A sharemilker, a Dairy Business of the Year recipient, and a contract milker and farm consultant have been named as this year’s finalists for the Fonterra Dairy Woman of the Year award. Belinda Price, a sharemilker based in Whanganui, joins Ashburton dairy farmer Rebecca Miller and Chevon Horsford, a contract milker, farm consultant and Maori farm adviser in Whangarei, in the running for the respected industry award managed by Dairy Women’s Network. Already a celebration of leadership inside and outside the farm gate, this year’s award shows a strong focus on people and highlights the work of the three finalists in leading and mentoring others through their farming journeys. Dairy Women’s Network trustee and award judge Sophie Stanley said the three finalists were recognised by the judging panel as representing a wide range of diversity in leadership within the industry and for their commitment to supporting people as well as dairying as a whole. “Belinda showed strong focus and determination to not only improve her own farming business through continuous learning but to nurture and mentor others in the industry and contribute back to a wide range of industry organisations,” she said. “Chevon’s passion, purpose and vision for encouraging and supporting Maori farmers and other wahine toa in

the industry are inspiring. Rebecca’s positivity, enthusiasm and holistic approach to farming and family life shine through her nomination, which has enabled her to give back to the industry in a number of varied roles.” The finalists were selected by a judging panel comprised of Sophie, 2019 Fonterra Dairy Woman of the Year Trish Rankin and representatives from Fonterra, Global Women and Ballance Agri Nutrients.

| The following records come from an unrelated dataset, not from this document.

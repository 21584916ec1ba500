// This Source Code Form is subject to the terms of the Mozilla Public
// License, v. 2.0. If a copy of the MPL was not distributed with this
// file, You can obtain one at https://mozilla.org/MPL/2.0/.

//! Layout output types

use boxplan_detection::{DetectionMethod, Room};
use boxplan_geometry::{Direction, Point2D, Rect};
use serde::{Deserialize, Serialize};

use crate::mix_report::MixReport;

/// Which row of a strip a unit sits in
#[derive(Debug, Clone, Copy, Serialize, Deserialize, PartialEq, Eq, Hash)]
#[serde(rename_all = "camelCase")]
pub enum RowSide {
    /// Row below (or left of) the corridor
    Lower,
    /// Row above (or right of) the corridor
    Upper,
    /// Only row of a single-sided strip
    Single,
}

/// A placed storage unit. Never moved once emitted.
#[derive(Debug, Clone, Serialize, Deserialize, PartialEq)]
#[serde(rename_all = "camelCase")]
pub struct Unit {
    pub id: String,
    pub x: f64,
    pub y: f64,
    pub width: f64,
    pub height: f64,
    pub area: f64,
    /// Size class name
    #[serde(rename = "type")]
    pub unit_type: String,
    pub side: RowSide,
    pub direction: Direction,
    pub room_id: String,
    /// Placed by the cross-fill pass
    #[serde(default)]
    pub cross_fill: bool,
}

impl Unit {
    pub fn rect(&self) -> Rect {
        Rect::new(self.x, self.y, self.width, self.height)
    }
}

#[derive(Debug, Clone, Copy, Serialize, Deserialize, PartialEq, Eq, Hash)]
#[serde(rename_all = "camelCase")]
pub enum CorridorType {
    /// Between the two rows of a strip
    Access,
    /// In front of a single-sided row
    SingleSided,
    /// Serving a cross-fill zone
    CrossFill,
}

/// Access corridor rectangle; never touches a wall or obstacle
#[derive(Debug, Clone, Serialize, Deserialize, PartialEq)]
#[serde(rename_all = "camelCase")]
pub struct Corridor {
    pub id: String,
    pub x: f64,
    pub y: f64,
    pub width: f64,
    pub height: f64,
    /// Direction the corridor runs in
    pub direction: Direction,
    #[serde(rename = "type")]
    pub corridor_type: CorridorType,
}

impl Corridor {
    pub fn rect(&self) -> Rect {
        Rect::new(self.x, self.y, self.width, self.height)
    }

    /// Centerline from one end to the other
    pub fn centerline(&self) -> (Point2D, Point2D) {
        let c = self.rect().center();
        match self.direction {
            Direction::Horizontal => (Point2D::new(self.x, c.y), Point2D::new(self.x + self.width, c.y)),
            Direction::Vertical => (Point2D::new(c.x, self.y), Point2D::new(c.x, self.y + self.height)),
        }
    }
}

#[derive(Debug, Clone, Copy, Serialize, Deserialize, PartialEq, Eq, Hash)]
#[serde(rename_all = "kebab-case")]
pub enum PathType {
    Spine,
    Branch,
    EntranceConnection,
}

/// One polyline of the circulation network
#[derive(Debug, Clone, Serialize, Deserialize, PartialEq)]
#[serde(rename_all = "camelCase")]
pub struct CirculationSegment {
    #[serde(rename = "type")]
    pub path_type: PathType,
    pub path: Vec<Point2D>,
}

/// Zig-zag radiator symbol along a perimeter wall
#[derive(Debug, Clone, Serialize, Deserialize, PartialEq)]
#[serde(rename_all = "camelCase")]
pub struct Radiator {
    pub id: String,
    pub wall_index: usize,
    pub path: Vec<Point2D>,
    pub length: f64,
}

/// Orientation chosen for one region
#[derive(Debug, Clone, Serialize, Deserialize, PartialEq)]
#[serde(rename_all = "camelCase")]
pub struct RegionOrientation {
    pub room_id: String,
    pub direction: Direction,
    pub units: usize,
}

/// Counters for one generation run
#[derive(Debug, Clone, Default, Serialize, Deserialize, PartialEq)]
#[serde(rename_all = "camelCase")]
pub struct LayoutStats {
    pub detection_method: DetectionMethod,
    pub rooms: usize,
    pub skipped_rooms: usize,
    pub orientations: Vec<RegionOrientation>,
    pub units_placed: usize,
    pub cross_fill_units: usize,
    pub units_dropped: usize,
    pub corridors_merged: usize,
    pub corridors_dropped: usize,
    pub spine_links_omitted: usize,
    pub entrances_skipped: usize,
}

/// Everything one pipeline run produces
#[derive(Debug, Clone, Default, Serialize, Deserialize)]
#[serde(rename_all = "camelCase")]
pub struct LayoutResult {
    pub units: Vec<Unit>,
    pub corridors: Vec<Corridor>,
    pub radiators: Vec<Radiator>,
    pub circulation_paths: Vec<CirculationSegment>,
    pub rooms: Vec<Room>,
    pub mix_report: MixReport,
    pub stats: LayoutStats,
}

Sophie said the award and the judging process shine a light on the work these women do for the industry behind the scenes to encourage the next generation of dairy women to follow in their footsteps. “What excites me the most is being in the presence of incredibly hard-working, passionate and inspiring women who every day wake up to make the dairy industry a better place for their families, peers, the environment and New Zealand as a whole.” The recipient will be announced at a gala dinner in Taupo on April 3. Miles Hurrell, chief executive of Fonterra, will be presenting the award. Registrations are still open to join in and celebrate the finalists.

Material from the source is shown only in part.